La Belgique de l’entre-deux-guerres : la génération jazz débarque dans le pays
Les musiciens de jazz veillaient à leur tenue avec autant de soin qu’en mettent leurs émules des années 80 à paraître sales, hirsutes et débraillés. Pour les estivants du Lac aux Dames, à Westende, ou le public chic de L’Heure Bleue, le super dancing de Bruxelles, ils étaient tout de blanc vêtus.
Ils composaient des orchestres aux noms anglo-saxons : « The Melodians », « The Red Beans », « The New-Orleans Seven », « The White Diamond ». Plusieurs d’entre eux atteignirent la renommée internationale, et notamment Fud Candrix, né à Tongres en 1908, qui, après des études classiques de violon, avait découvert le saxophone et la clarinette et était entré dans l’équipe fameuse de l’éditeur Félix-Robert Faecq.

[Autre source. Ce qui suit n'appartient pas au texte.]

//! Resolve a step's configuration

use colored::Colorize;
use serde::Serialize;
use serde::de::DeserializeOwned;
use serde_json::{Map, Value, json};
use step_config::{
    Collaborators, ConfigDocument, ConfigResolver, DirectoryEnvironment, DirectorySecretStore,
    LayerSet, REDACTED, Redactor, ResolvedConfig, ResolverOptions, flags_layer,
    flags_layer_with_parameters_json, process_environment_layer,
};
use step_meta::StepMetadata;
use step_meta::options::{GithubCreateIssueOptions, HelmExecuteOptions};

use super::load_registry;
use crate::cli::ResolveArgs;
use crate::error::{CliError, Result};

/// Resolved values plus the bound options with secrets masked
struct Outcome {
    resolved: ResolvedConfig,
    options: Value,
}

/// Stack the default documents and the project document.
fn load_document(args: &ResolveArgs, metadata: &StepMetadata) -> Result<ConfigDocument> {
    let mut document = ConfigDocument::default();

    for path in &args.default_configs {
        tracing::debug!(path = %path.display(), "Loading default configuration");
        document.merge(&ConfigDocument::load(path)?, metadata);
    }

    if args.config.is_file() {
        tracing::debug!(path = %args.config.display(), "Loading project configuration");
        document.merge(&ConfigDocument::load(&args.config)?, metadata);
    } else {
        tracing::debug!(path = %args.config.display(), "No project configuration");
    }

    Ok(document)
}

fn build_layers(args: &ResolveArgs, metadata: &StepMetadata, document: &ConfigDocument) -> Result<LayerSet> {
    let explicit = args
        .params
        .iter()
        .map(|(key, value)| (key.clone(), Value::String(value.clone())));

    let flags = match &args.parameters_json {
        Some(json) => flags_layer_with_parameters_json(json, explicit)?,
        None => flags_layer(explicit),
    };

    let mut layers = LayerSet::new()
        .with(process_environment_layer(&args.env_prefix))
        .with(document.general_layer())
        .with(document.step_layer(metadata))
        .with(flags);
    if let Some(stage) = &args.stage {
        layers.insert(document.stage_layer(stage));
    }
    Ok(layers)
}

fn resolve_as<T: DeserializeOwned + Serialize>(
    resolver: &ConfigResolver<'_>,
    layers: LayerSet,
) -> Result<Outcome> {
    let resolution = resolver.resolve::<T>(layers)?;

    let mut options = serde_json::to_value(&resolution.options)?;
    if let Value::Object(fields) = &mut options {
        for (name, _) in resolution.resolved.secrets() {
            if let Some(field) = fields.get_mut(name) {
                *field = Value::String(REDACTED.to_string());
            }
        }
    }

    Ok(Outcome {
        resolved: resolution.resolved,
        options,
    })
}

fn render_value(value: &Value) -> String {
    match value {
        Value::String(s) => format!("\"{s}\""),
        other => other.to_string(),
    }
}

fn print_outcome(metadata: &StepMetadata, stage: Option<&str>, outcome: &Outcome) {
    match stage {
        Some(stage) => println!("{} (stage {})", metadata.name().bold(), stage),
        None => println!("{}", metadata.name().bold()),
    }
    println!();

    let width = metadata
        .parameters()
        .iter()
        .map(|p| p.name.len())
        .max()
        .unwrap_or(0);

    for param in metadata.parameters() {
        match outcome.resolved.get(&param.name) {
            Some(entry) => println!(
                "  {:<width$}  {}  {}",
                param.name.green(),
                render_value(&entry.display_value()),
                entry.provenance.to_string().dimmed()
            ),
            None => println!("  {:<width$}  {}", param.name.dimmed(), "(unset)".dimmed()),
        }
    }
}

fn outcome_json(metadata: &StepMetadata, stage: Option<&str>, outcome: &Outcome) -> Result<Value> {
    let mut parameters = Map::new();
    for (name, entry) in outcome.resolved.iter() {
        parameters.insert(
            name.to_string(),
            json!({
                "value": entry.display_value(),
                "provenance": serde_json::to_value(&entry.provenance)?,
                "secret": entry.secret,
            }),
        );
    }

    Ok(json!({
        "step": metadata.name(),
        "stage": stage,
        "parameters": parameters,
        "options": outcome.options,
    }))
}

/// Run the resolve command
pub fn run_resolve(args: &ResolveArgs, redactor: &Redactor) -> Result<()> {
    let registry = load_registry(&args.metadata)?;
    let metadata = registry.require(&args.step)?;

    let document = load_document(args, metadata)?;
    let layers = build_layers(args, metadata, &document)?;

    let secrets = DirectorySecretStore::new(&args.secrets_dir);
    let environment = DirectoryEnvironment::new(&args.environment_dir);
    let options = ResolverOptions::default()
        .env_prefix(args.env_prefix.clone())
        .list_delimiter(args.list_delimiter)
        .strict(args.strict);
    let resolver = ConfigResolver::new(
        metadata,
        options,
        Collaborators::new(&secrets, &environment, redactor),
    )?;

    let outcome = match metadata.name() {
        "githubCreateIssue" => resolve_as::<GithubCreateIssueOptions>(&resolver, layers),
        "helmExecute" => resolve_as::<HelmExecuteOptions>(&resolver, layers),
        _ => resolve_as::<Map<String, Value>>(&resolver, layers),
    };

    let stage = args.stage.as_deref();
    match outcome {
        Ok(outcome) if args.json => {
            let rendered = serde_json::to_string_pretty(&outcome_json(metadata, stage, &outcome)?)?;
            println!("{}", redactor.redact(&rendered));
            Ok(())
        }
        Ok(outcome) => {
            print_outcome(metadata, stage, &outcome);
            Ok(())
        }
        Err(CliError::Config(step_config::Error::Validation(report))) if args.json => {
            println!("{}", serde_json::to_string_pretty(&report)?);
            Err(CliError::user(format!(
                "Configuration of step {} is invalid ({} problems)",
                report.step(),
                report.len()
            )))
        }
        Err(e) => Err(e),
    }
}
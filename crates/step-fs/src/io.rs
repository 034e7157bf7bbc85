//! Atomic I/O operations with file locking

use fs2::FileExt;
use std::fs::{self, OpenOptions};
use std::io::Write;
use std::path::Path;

use crate::{Error, Result};

/// Write content atomically to a file with locking.
///
/// Uses write-to-temp-then-rename so readers never observe a partial file.
/// Acquires an advisory lock on the temp file while writing.
pub fn write_atomic(path: &Path, content: &[u8]) -> Result<()> {
    if let Some(parent) = path.parent() {
        fs::create_dir_all(parent).map_err(|e| Error::io(parent, e))?;
    }

    // Same directory keeps the rename on one filesystem
    let temp_name = format!(
        ".{}.{}.tmp",
        path.file_name()
            .map(|n| n.to_string_lossy())
            .unwrap_or_default(),
        std::process::id()
    );
    let temp_path = path.with_file_name(&temp_name);

    let mut temp_file = OpenOptions::new()
        .write(true)
        .create(true)
        .truncate(true)
        .open(&temp_path)
        .map_err(|e| Error::io(&temp_path, e))?;

    temp_file
        .lock_exclusive()
        .map_err(|_| Error::LockFailed {
            path: path.to_path_buf(),
        })?;

    temp_file
        .write_all(content)
        .map_err(|e| Error::io(&temp_path, e))?;
    temp_file.sync_all().map_err(|e| Error::io(&temp_path, e))?;

    temp_file.unlock().map_err(|_| Error::LockFailed {
        path: path.to_path_buf(),
    })?;

    fs::rename(&temp_path, path).map_err(|e| Error::io(path, e))?;

    tracing::trace!(?path, bytes = content.len(), "Wrote file atomically");
    Ok(())
}

/// Read text content from a file.
pub fn read_text(path: &Path) -> Result<String> {
    fs::read_to_string(path).map_err(|e| Error::io(path, e))
}

/// Read text content if the file exists.
///
/// Returns `Ok(None)` for a missing file; any other failure is an error.
pub fn read_text_if_exists(path: &Path) -> Result<Option<String>> {
    match fs::read_to_string(path) {
        Ok(content) => Ok(Some(content)),
        Err(e) if e.kind() == std::io::ErrorKind::NotFound => Ok(None),
        Err(e) => Err(Error::io(path, e)),
    }
}

/// Write text content to a file atomically.
pub fn write_text(path: &Path, content: &str) -> Result<()> {
    write_atomic(path, content.as_bytes())
}

#[cfg(test)]
mod tests {
    use super::*;
    use tempfile::TempDir;

    #[test]
    fn write_atomic_creates_parent_directories() {
        let temp = TempDir::new().unwrap();
        let path = temp.path().join("a").join("b").join("value");

        write_text(&path, "hello").unwrap();

        assert_eq!(read_text(&path).unwrap(), "hello");
    }

    #[test]
    fn write_atomic_replaces_existing_content() {
        let temp = TempDir::new().unwrap();
        let path = temp.path().join("value");

        write_text(&path, "first").unwrap();
        write_text(&path, "second").unwrap();

        assert_eq!(read_text(&path).unwrap(), "second");
        // No temp files left behind
        let leftovers: Vec<_> = fs::read_dir(temp.path())
            .unwrap()
            .flatten()
            .filter(|e| e.file_name().to_string_lossy().ends_with(".tmp"))
            .collect();
        assert!(leftovers.is_empty());
    }

    #[test]
    fn read_text_if_exists_returns_none_for_missing_file() {
        let temp = TempDir::new().unwrap();
        let missing = temp.path().join("nope");
        assert!(read_text_if_exists(&missing).unwrap().is_none());
    }

    #[test]
    fn read_text_reports_not_found() {
        let temp = TempDir::new().unwrap();
        let err = read_text(&temp.path().join("nope")).unwrap_err();
        assert!(err.is_not_found());
    }
}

Il forma avec son frère Jeff, au début des années trente, « The Candrix Bros Orchestra », où l’on trouvait Gus Deloof, Fernand Coppieters, Paul D’Hondt, Josse Arts, la crème des instrumentistes belges. Ce groupe fit des tournées dans toute l’Europe, réalisa de nombreux enregistrements et donna des concerts jusqu’au Palais des Beaux-Arts.